Named to the Berkeley cohort were Elliot Blair (anthropology), Rachel Caesar (anthropology), Katherine Chiou (archaeology), Heather Law (archaeology), Edwin Lin (sociology), Alexandra Main (psychology), Elisabeth Ramhorst (art history), Cristin McKnight Sethi (art history), Rosalynn Vega (anthropology), Melinda Woodley (linguistics), Sarah Olsen (classics), Michael Swaine (studio arts), Josephine Lopez (art history), Emily Drumsta (comparative literature), and Kristen Nelson (sociology).
TopListed chronologically by deadline date.
Resources provided by the Graduate Services: Fellowships office

The New York-based American Council of Learned Societies (ACLS) runs an extensive competition each year for fellowships and grants in the humanities and related social sciences. In its 2008-2009 cycle, ACLS awarded over $10.2 million to 336 scholars in the U.S. and abroad. Deadlines for the competitions began in mid-September 2009 and run through late January 2010, with most of the dates clustered in the fall. Well over a dozen different competitions are open through the ACLS; the menu includes ACLS’s own fellowships, and the Charles A. Ryskamp Research Fellowships, Andrew W. Mellon/ACLS Early Career Fellowships, the Henry Luce Foundation/ACLS Dissertation Fellowships in American Art, American Research in the Humanities in China, a number of East European Studies Program fellowships and grants, and more. Application information for all is available at the ACLS website.
The George C. Marshall/Baruch Fellowship offers maximum grants of $7,500 for doctoral or postdoctoral research in 20th century U. S. military or diplomatic history and related fields. (Requests for smaller grants are encouraged.) The application deadline is October 26, 2009. Grants must be used within the twelve-month period following the distribution of award funds. For additional information and an application, visit the George C. Marshall Foundation websiteor you may write: The George C. Marshall Research Library, Attention: Marshall/Baruch Fellowship Coordinator, P. O. Drawer 1600, Lexington, VA 24450.

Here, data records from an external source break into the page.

impl FetchItems {
    pub fn push(&mut self, item: FetchItem) {
        self.0.push(item);
    }

    pub fn len(&self) -> usize {
        self.0.len()
    }

    pub fn is_empty(&self) -> bool {
        self.0.is_empty()
    }

    pub fn iter(&self) -> std::slice::Iter<'_, FetchItem> {
        self.0.iter()
    }

    pub fn iter_mut(&mut self) -> std::slice::IterMut<'_, FetchItem> {
        self.0.iter_mut()
    }

    pub fn contains(&self, pred: impl Fn(&FetchItem) -> bool) -> bool {
        self.0.iter().any(pred)
    }

    /// Removes every item matching `pred`; returns how many were removed.
    pub fn remove_where(&mut self, mut pred: impl FnMut(&FetchItem) -> bool) -> usize {
        let before = self.0.len();
        self.0.retain(|item| !pred(item));
        before - self.0.len()
    }

    pub fn has_all_attributes(&self) -> bool {
        self.contains(|i| matches!(i, FetchItem::AllAttributes))
    }

    pub fn attributes(&self) -> impl Iterator<Item = &FetchAttribute> {
        self.0.iter().filter_map(|i| match i {
            FetchItem::Attribute(a) => Some(a),
            _ => None,
        })
    }

    pub fn attributes_mut(&mut self) -> impl Iterator<Item = &mut FetchAttribute> {
        self.0.iter_mut().filter_map(|i| match i {
            FetchItem::Attribute(a) => Some(a),
            _ => None,
        })
    }

    pub fn filters(&self) -> impl Iterator<Item = &FetchFilter> {
        self.0.iter().filter_map(|i| match i {
            FetchItem::Filter(f) => Some(f),
            _ => None,
        })
    }

    pub fn orders(&self) -> impl Iterator<Item = &FetchOrder> {
        self.0.iter().filter_map(|i| match i {
            FetchItem::Order(o) => Some(o),
            _ => None,
        })
    }

    pub fn links(&self) -> impl Iterator<Item = &FetchLinkEntity> {
        self.0.iter().filter_map(|i| match i {
            FetchItem::LinkEntity(l) => Some(l),
            _ => None,
        })
    }

    pub fn links_mut(&mut self) -> impl Iterator<Item = &mut FetchLinkEntity> {
        self.0.iter_mut().filter_map(|i| match i {
            FetchItem::LinkEntity(l) => Some(l),
            _ => None,
        })
    }
}

impl FromIterator<FetchItem> for FetchItems {
    fn from_iter<T: IntoIterator<Item = FetchItem>>(iter: T) -> Self {
        Self(iter.into_iter().collect())
    }
}

#[derive(Debug, Clone, Copy, PartialEq, Eq, Serialize, Deserialize)]
pub enum AggregateType {
    Count,
    CountColumn,
    Avg,
    Min,
    Max,
    Sum,
}

impl AggregateType {
    pub fn xml_name(self) -> &'static str {
        match self {
            Self::Count => "count",
            Self::CountColumn => "countcolumn",
            Self::Avg => "avg",
            Self::Min => "min",
            Self::Max => "max",
            Self::Sum => "sum",
        }
    }
}

#[derive(Debug, Clone, Copy, PartialEq, Eq, Serialize, Deserialize)]
pub enum DateGrouping {
    Day,
    Week,
    Month,
    Quarter,
    Year,
    FiscalPeriod,
    FiscalYear,
}

impl DateGrouping {
    /// Parse a DATEPART part name, including its T-SQL abbreviations.
    pub fn from_date_part(part: &str) -> Option<Self> {
        Some(match part.to_ascii_lowercase().as_str() {
            "year" | "yy" | "yyyy" => Self::Year,
            "quarter" | "qq" | "q" => Self::Quarter,
            "month" | "mm" | "m" => Self::Month,
            "week" | "wk" | "ww" => Self::Week,
            "day" | "dd" | "d" => Self::Day,
            "fiscalperiod" => Self::FiscalPeriod,
            "fiscalyear" => Self::FiscalYear,
            _ => return None,
        })
    }

    pub fn xml_name(self) -> &'static str {
        match self {
            Self::Day => "day",
            Self::Week => "week",
            Self::Month => "month",
            Self::Quarter => "quarter",
            Self::Year => "year",
            Self::FiscalPeriod => "fiscal-period",
            Self::FiscalYear => "fiscal-year",
        }
    }
}

#[derive(Debug, Clone, Default, PartialEq, Serialize, Deserialize)]
pub struct FetchAttribute {
    pub name: String,
    pub alias: Option<String>,
    pub aggregate: Option<AggregateType>,
    pub date_grouping: Option<DateGrouping>,
    pub group_by: bool,
    /// `count(distinct ...)`.
    pub distinct: bool,
}

impl FetchAttribute {
    pub fn new(name: impl Into<String>) -> Self {
        Self {
            name: name.into(),
            ..Self::default()
        }
    }
}

/// Sort declaration; aggregate queries sort by `alias`, others by `attribute`.
#[derive(Debug, Clone, PartialEq, Serialize, Deserialize)]
pub struct FetchOrder {
    pub attribute: Option<String>,
    pub alias: Option<String>,
    pub descending: bool,
}

/// Logical operator of a filter. `Unset` only exists while lowering.
#[derive(Debug, Clone, Copy, PartialEq, Eq, Serialize, Deserialize)]
pub enum FilterType {
    Unset,
    And,
    Or,
}

#[derive(Debug, Clone, PartialEq, Serialize, Deserialize)]
pub struct FetchFilter {
    pub filter_type: FilterType,
    pub items: Vec<FilterItem>,
}

impl FetchFilter {
    pub fn new(filter_type: FilterType) -> Self {
        Self {
            filter_type,
            items: Vec::new(),
        }
    }

    /// Number of condition leaves in this filter tree.
    pub fn condition_count(&self) -> usize {
        self.items
            .iter()
            .map(|i| match i {
                FilterItem::Condition(_) => 1,
                FilterItem::Filter(f) => f.condition_count(),
            })
            .sum()
    }

    pub fn conditions(&self) -> impl Iterator<Item = &FetchCondition> {
        self.items.iter().filter_map(|i| match i {
            FilterItem::Condition(c) => Some(c),
            FilterItem::Filter(_) => None,
        })
    }
}

#[derive(Debug, Clone, PartialEq, Serialize, Deserialize)]
pub enum FilterItem {
    Condition(FetchCondition),
    Filter(FetchFilter),
}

George Catlett Marshall, Jr. was General of the Army, Secretary of State, and the third Secretary of Defense. Instrumental in the Allied victory in World War II, he was the chief military adviser to President Franklin D. Roosevelt. He received the Nobel Peace Prize in 1953 for his plan for postwar European recovery, which became known as the Marshall Plan. (Official military photo, 1946)
In 2009-2010, the Arts Research Center on the Berkeley campus will award up to nine fellowships to outstanding UC Berkeley graduate students whose research practice (regardless of format, medium, discipline, or degree program) substantially engages more than one academic discipline in the practice, history, theory, and/or criticism of the arts. Each ARC Fellow will receive a $1,500 research grant and participate in monthly lunch seminars and a culminating symposium. Program details and the application are available online. The application deadline is October 28, 2009.

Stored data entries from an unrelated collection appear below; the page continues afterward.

use std::collections::BTreeMap;

use crate::physical_plan::{JoinType, PhysicalPlan};
use crate::query::{AttributeValue, Query};

/// Render a physical plan as human-readable multiline text.
pub fn explain_physical(plan: &PhysicalPlan) -> String {
    let mut s = String::new();
    fmt_plan(plan, 0, &mut s);
    s
}

/// Render a compiled single-document query, including its FetchXML.
pub fn explain_query(query: &Query) -> String {
    let mut out = String::new();
    match query {
        Query::Select(q) => {
            out.push_str(&format!(
                "Select columns={:?} all_pages={}\n",
                q.columns, q.all_pages
            ));
        }
        Query::InsertValues(q) => {
            out.push_str(&format!(
                "InsertValues entity={} rows={}\n",
                q.entity_name,
                q.rows.len()
            ));
            for row in &q.rows {
                out.push_str(&format!("  {}\n", fmt_row(row)));
            }
        }
        Query::InsertSelect(q) => {
            out.push_str(&format!(
                "InsertSelect entity={} mappings={:?}\n",
                q.entity_name, q.mappings
            ));
        }
        Query::Update(q) => {
            out.push_str(&format!(
                "Update entity={} key={}\n  set {}\n",
                q.entity_name,
                q.id_column,
                fmt_row(&q.updates)
            ));
        }
        Query::Delete(q) => {
            out.push_str(&format!(
                "Delete entity={} key={}\n",
                q.entity_name, q.id_column
            ));
        }
    }
    if let Some(fetch) = query.fetch() {
        push_xml(&fetch.to_xml(), "  ", &mut out);
    }
    out
}

fn fmt_plan(plan: &PhysicalPlan, indent: usize, out: &mut String) {
    let pad = "  ".repeat(indent);
    match plan {
        PhysicalPlan::FetchXmlScan(scan) => {
            out.push_str(&format!("{pad}FetchXmlScan alias={}\n", scan.alias));
            push_xml(&scan.fetch.to_xml(), &format!("{pad}  "), out);
        }
        PhysicalPlan::NestedLoopJoin(join) => {
            out.push_str(&format!(
                "{pad}NestedLoopJoin type={}\n",
                fmt_join_type(join.join_type)
            ));
            if let Some(condition) = &join.condition {
                out.push_str(&format!("{pad}  on={condition}\n"));
            }
            out.push_str(&format!("{pad}  left:\n"));
            fmt_plan(&join.left, indent + 2, out);
            out.push_str(&format!("{pad}  right:\n"));
            fmt_plan(&join.right, indent + 2, out);
        }
        PhysicalPlan::MergeJoin(join) => {
            out.push_str(&format!(
                "{pad}MergeJoin type={} {} = {}\n",
                fmt_join_type(join.join_type),
                join.left_key,
                join.right_key
            ));
            out.push_str(&format!("{pad}  left:\n"));
            fmt_plan(&join.left, indent + 2, out);
            out.push_str(&format!("{pad}  right:\n"));
            fmt_plan(&join.right, indent + 2, out);
        }
        PhysicalPlan::Sort(sort) => {
            let keys = sort
                .keys
                .iter()
                .map(|k| format!("{}{}", k.expr, if k.descending { " DESC" } else { "" }))
                .collect::<Vec<_>>()
                .join(", ");
            out.push_str(&format!("{pad}Sort {keys}\n"));
            fmt_plan(&sort.input, indent + 1, out);
        }
        PhysicalPlan::Filter(filter) => {
            out.push_str(&format!("{pad}Filter {}\n", filter.predicate));
            fmt_plan(&filter.input, indent + 1, out);
        }
        PhysicalPlan::TableSpool(spool) => {
            out.push_str(&format!("{pad}TableSpool\n"));
            fmt_plan(&spool.input, indent + 1, out);
        }
        PhysicalPlan::Select(select) => {
            match &select.alias {
                Some(alias) => out.push_str(&format!("{pad}Select alias={alias}\n")),
                None => out.push_str(&format!("{pad}Select\n")),
            }
            for c in &select.columns {
                out.push_str(&format!("{pad}  {} := {}\n", c.output_name, c.source));
            }
            fmt_plan(&select.input, indent + 1, out);
        }
    }
}

fn push_xml(xml: &str, pad: &str, out: &mut String) {
    for line in xml.lines() {
        out.push_str(pad);
        out.push_str(line);
        out.push('\n');
    }
}

fn fmt_join_type(t: JoinType) -> &'static str {
    match t {
        JoinType::Inner => "inner",
        JoinType::LeftOuter => "left_outer",
        JoinType::RightOuter => "right_outer",
    }
}

fn fmt_row(values: &BTreeMap<String, AttributeValue>) -> String {
    values
        .iter()
        .map(|(attribute, value)| format!("{attribute}={value:?}"))
        .collect::<Vec<_>>()
        .join(", ")
}

#[cfg(test)]
mod tests {
    use super::*;
    use crate::fetch_xml::{FetchEntity, FetchItem, FetchXml};
    use crate::physical_plan::{FetchXmlScanExec, SelectColumn, SelectExec};

    #[test]
    fn explain_indents_children_and_embeds_fetch_xml() {
        let mut root = FetchEntity::new("account");
        root.items.push(FetchItem::AllAttributes);
        let plan = PhysicalPlan::Select(SelectExec {
            input: Box::new(PhysicalPlan::FetchXmlScan(FetchXmlScanExec {
                alias: "account".into(),
                fetch: FetchXml::new(root),
            })),
            columns: vec![SelectColumn {
                source: "account.name".into(),
                output_name: "name".into(),
            }],
            alias: None,
        });
        let text = explain_physical(&plan);
        assert!(text.starts_with("Select\n  name := account.name\n  FetchXmlScan alias=account\n"));
        assert!(text.contains("    <fetch"));
        assert!(text.contains("<entity name=\"account\">"));
    }
}
use std::fmt::Display;

use thiserror::Error;

/// Canonical fxq error taxonomy used across crates.
///
/// Classification guidance:
/// - [`FxqError::Parse`]: the SQL text could not be parsed; surfaced unchanged from the parser
/// - [`FxqError::Unsupported`]: valid SQL whose shape, clause or operator combination the
///   lowering/planning logic does not translate
/// - [`FxqError::Semantic`]: structurally valid SQL that references something invalid
///   (unknown table/column/attribute, ambiguous name, conversion failure, CTE rule violation)
/// - [`FxqError::Execution`]: evaluation-time guards in the expression engine
/// - [`FxqError::InvalidConfig`]: configuration/catalog contract violations
/// - [`FxqError::Io`] / [`FxqError::Json`]: raw std IO and JSON decoding failures
///
/// Every compile failure is atomic: a statement either compiles completely or
/// yields exactly one of these errors.
#[derive(Debug, Error)]
pub enum FxqError {
    /// Parser rejected the input text.
    #[error("parse error: {0}")]
    Parse(String),

    /// Construct outside the translatable SQL subset.
    ///
    /// Examples:
    /// - `TOP 10 PERCENT`
    /// - non-equality join predicates
    /// - `OFFSET` that is not a multiple of the fetch size
    #[error("unsupported: {message}: {fragment}")]
    Unsupported {
        /// Human readable construct name / reason.
        message: String,
        /// Canonical SQL text of the offending fragment.
        fragment: String,
    },

    /// Referentially invalid SQL.
    ///
    /// Examples:
    /// - unknown entity or attribute
    /// - ambiguous unqualified column
    /// - literal that does not convert to the target attribute type
    #[error("semantic error: {message}: {fragment}")]
    Semantic {
        /// Human readable reason.
        message: String,
        /// Canonical SQL text (or name) of the offending fragment.
        fragment: String,
    },

    /// Expression evaluation failures.
    #[error("execution error: {0}")]
    Execution(String),

    /// Invalid or inconsistent configuration/catalog state.
    #[error("invalid configuration: {0}")]
    InvalidConfig(String),

    /// Transparent std IO failures.
    #[error("io error: {0}")]
    Io(#[from] std::io::Error),

    /// JSON decode failures for catalogs and configuration files.
    #[error("json error: {0}")]
    Json(#[from] serde_json::Error),
}

impl FxqError {
    /// Builds an [`FxqError::Unsupported`] for `fragment`.
    pub fn unsupported(message: impl Into<String>, fragment: impl Display) -> Self {
        Self::Unsupported {
            message: message.into(),
            fragment: fragment.to_string(),
        }
    }

    /// Builds an [`FxqError::Semantic`] for `fragment`.
    pub fn semantic(message: impl Into<String>, fragment: impl Display) -> Self {
        Self::Semantic {
            message: message.into(),
            fragment: fragment.to_string(),
        }
    }

    /// Offending source fragment, when the error carries one.
    pub fn fragment(&self) -> Option<&str> {
        match self {
            Self::Unsupported { fragment, .. } | Self::Semantic { fragment, .. } => Some(fragment),
            _ => None,
        }
    }
}

/// Standard fxq result alias.
pub type Result<T> = std::result::Result<T, FxqError>;

#[cfg(test)]
mod tests {
    use super::*;

    #[test]
    fn unsupported_carries_fragment() {
        let err = FxqError::unsupported("Unhandled TOP clause", "TOP 10 PERCENT");
        assert_eq!(err.fragment(), Some("TOP 10 PERCENT"));
        assert_eq!(
            err.to_string(),
            "unsupported: Unhandled TOP clause: TOP 10 PERCENT"
        );
    }

    #[test]
    fn io_errors_have_no_fragment() {
        let err = FxqError::from(std::io::Error::new(std::io::ErrorKind::NotFound, "gone"));
        assert!(err.fragment().is_none());
        assert!(err.to_string().contains("gone"));
    }
}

The Humboldt Foundation awards ten German Chancellor Fellowships each year to young professionals in the private, public, not-for-profit, cultural, and academic sectors who are citizens of the United States. (The program also provides fellowships for citizens of the Russian Federation and the People’s Republic of China.) The individuals assisted are those who demonstrate the potential to strengthen ties between Germany and their own countries through their professions or studies. Prior knowledge of German is not a prerequisite. The fellowship provides for a stay of one year in Germany for professional development, study, or research. Applicants design individual projects and decide at which institutions or organizations to pursue them. The program lasts 12 months and is preceded by language classes in Germany. The deadline for 2010-2011 awards is October 31, 2009. Additional information and applications are available on the Humboldt Foundation website.

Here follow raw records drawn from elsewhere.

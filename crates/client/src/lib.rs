//! Embedding entry point for the fxq SQL compiler.
//!
//! [`Engine`] owns the entity metadata, the compiler configuration and an
//! optimizer registry; the `fxq` binary wraps it in a small CLI and REPL.

pub mod engine;
pub mod repl;

pub use engine::Engine;
use std::collections::HashMap;
use std::fmt::Display;
use std::sync::Arc;

use fxq_common::{FxqError, Result};
use fxq_metadata::{EntityMetadata, MetadataProvider};

use crate::fetch_xml::{FetchEntity, FetchItem, FetchItems, FetchLinkEntity, LinkType};

/// Declaration owned by a table: the document root or one link-entity.
#[derive(Debug, Clone, PartialEq)]
pub enum Declaration {
    Root(FetchEntity),
    Link(FetchLinkEntity),
}

/// One table reference of a statement.
///
/// Child-declaration operations delegate to whichever declaration the table
/// owns. Link-entities are attached to their parent as a header-only stub;
/// [`TableSet::into_entity`] replaces each stub with the owning table's
/// declaration once lowering has finished.
#[derive(Debug, Clone)]
pub struct EntityTable {
    pub entity_name: String,
    pub alias: Option<String>,
    declaration: Declaration,
    metadata: Arc<EntityMetadata>,
}

impl EntityTable {
    /// Table owning the document's root entity.
    pub fn root(
        provider: &dyn MetadataProvider,
        entity_name: &str,
        alias: Option<String>,
    ) -> Result<Self> {
        let metadata = provider.entity(entity_name)?;
        Ok(Self {
            entity_name: entity_name.to_string(),
            alias,
            declaration: Declaration::Root(FetchEntity::new(entity_name)),
            metadata,
        })
    }

    /// Table owning a link-entity. Link-entities are always aliased; the
    /// entity name stands in when the query gives no alias.
    pub fn link(
        provider: &dyn MetadataProvider,
        entity_name: &str,
        alias: Option<String>,
        link_type: LinkType,
    ) -> Result<Self> {
        let metadata = provider.entity(entity_name)?;
        let alias = alias.unwrap_or_else(|| entity_name.to_string());
        Ok(Self {
            entity_name: entity_name.to_string(),
            alias: Some(alias.clone()),
            declaration: Declaration::Link(FetchLinkEntity {
                name: entity_name.to_string(),
                alias,
                from: String::new(),
                to: String::new(),
                link_type,
                items: FetchItems::default(),
            }),
            metadata,
        })
    }

    pub fn metadata(&self) -> &EntityMetadata {
        &self.metadata
    }

    pub fn is_root(&self) -> bool {
        matches!(self.declaration, Declaration::Root(_))
    }

    /// Name other clauses use to qualify this table's columns.
    pub fn reference_name(&self) -> &str {
        self.alias.as_deref().unwrap_or(&self.entity_name)
    }

    pub fn declaration(&self) -> &Declaration {
        &self.declaration
    }

    pub fn link_entity_mut(&mut self) -> Option<&mut FetchLinkEntity> {
        match &mut self.declaration {
            Declaration::Link(link) => Some(link),
            Declaration::Root(_) => None,
        }
    }

    pub fn items(&self) -> &FetchItems {
        match &self.declaration {
            Declaration::Root(entity) => &entity.items,
            Declaration::Link(link) => &link.items,
        }
    }

    pub fn items_mut(&mut self) -> &mut FetchItems {
        match &mut self.declaration {
            Declaration::Root(entity) => &mut entity.items,
            Declaration::Link(link) => &mut link.items,
        }
    }

    pub fn add_item(&mut self, item: FetchItem) {
        self.items_mut().push(item);
    }

    pub fn remove_items(&mut self, pred: impl FnMut(&FetchItem) -> bool) -> usize {
        self.items_mut().remove_where(pred)
    }

    pub fn contains(&self, pred: impl Fn(&FetchItem) -> bool) -> bool {
        self.items().contains(pred)
    }

    /// Output column name for one of this table's attributes: bare on the
    /// root, qualified with the link alias otherwise.
    pub fn output_name(&self, attribute: &str) -> String {
        if self.is_root() {
            attribute.to_string()
        } else {
            format!("{}.{attribute}", self.reference_name())
        }
    }
}

/// Tables of one statement, root first.
#[derive(Debug, Default)]
pub struct TableSet {
    tables: Vec<EntityTable>,
}
use std::path::Path;
use std::sync::Arc;

use fxq_client::Engine;
use fxq_common::{CompilerConfig, FxqError};
use fxq_metadata::{Catalog, MetadataProvider};
use fxq_planner::{CompiledStatement, OptimizerRule, PhysicalPlan, Query};

const METADATA: &str = r#"[
    {
        "logical_name": "account",
        "primary_id_attribute": "accountid",
        "attributes": [
            { "logical_name": "accountid", "attribute_type": "uniqueidentifier" },
            { "logical_name": "name", "attribute_type": "string" }
        ]
    },
    {
        "logical_name": "contact",
        "primary_id_attribute": "contactid",
        "attributes": [
            { "logical_name": "contactid", "attribute_type": "uniqueidentifier" },
            { "logical_name": "fullname", "attribute_type": "string" },
            { "logical_name": "parentcustomerid", "attribute_type": "customer", "targets": ["account"] }
        ]
    }
]"#;

fn engine() -> Engine {
    Engine::new(
        CompilerConfig::default(),
        Catalog::from_json_str(METADATA).expect("catalog"),
    )
}

#[test]
fn compile_routes_each_statement() {
    let out = engine()
        .compile(
            "SELECT name FROM account; \
             SELECT c.fullname, a.name FROM contact c, account a WHERE c.parentcustomerid = a.accountid",
        )
        .expect("compile");
    assert_eq!(out.len(), 2);
    match &out[0] {
        CompiledStatement::Fetch(Query::Select(q)) => assert_eq!(q.columns, ["name"]),
        other => panic!("expected fetch, got {other:?}"),
    }
    assert!(matches!(out[1], CompiledStatement::Plan(_)));
}

#[test]
fn explain_renders_fetch_xml_and_plans() {
    let text = engine()
        .explain("SELECT name FROM account WHERE name = 'x'; WITH a AS (SELECT name FROM account) SELECT name FROM a")
        .expect("explain");
    assert!(text.contains("<condition attribute=\"name\" operator=\"eq\" value=\"x\" />"), "{text}");
    assert!(text.contains("FetchXmlScan alias="), "{text}");
}

#[test]
fn errors_surface_with_their_class() {
    let err = engine().compile("SELEC name").expect_err("parse");
    assert!(matches!(err, FxqError::Parse(_)), "{err:?}");

    let err = engine()
        .compile("SELECT name FROM account WHERE name = accountid")
        .expect_err("column comparison");
    assert!(matches!(err, FxqError::Unsupported { .. }), "{err:?}");
}

struct Passthrough;

impl OptimizerRule for Passthrough {
    fn name(&self) -> &str {
        "passthrough"
    }

    fn rewrite(
        &self,
        plan: PhysicalPlan,
        _metadata: &dyn MetadataProvider,
    ) -> fxq_common::Result<PhysicalPlan> {
        Ok(plan)
    }
}

#[test]
fn optimizer_rules_are_shared_by_clones() {
    let engine = engine();
    let clone = engine.clone();
    assert!(!engine.register_optimizer_rule(Arc::new(Passthrough)));
    assert!(clone.deregister_optimizer_rule("passthrough"));
}

#[test]
fn missing_metadata_file_is_io_error() {
    let err = Engine::from_files(Path::new("/nonexistent/fxq-metadata.json"), None)
        .err()
        .expect("missing file");
    assert!(matches!(err, FxqError::Io(_)), "{err:?}");
}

The American Research Institute in Turkey will offer ARIT fellowships for research in Turkey for the academic year 2010-2011. Grants for tenures up to one year will be considered, however, some preference is given to projects of shorter duration. ARIT operates hostel, research, and study facilities for researchers in Turkey at its branch centers in Istanbul and Ankara. Scholars and advanced graduate students engaged in research on ancient, medieval, or modern times in Turkey, in any field of the humanities and social sciences, are eligible. Student applicants must have fulfilled all requirements for the doctorate except the dissertation by June 2010, and before beginning any ARIT-sponsored research. Applications (PDF) must be received by November 1, 2009. More information is available online.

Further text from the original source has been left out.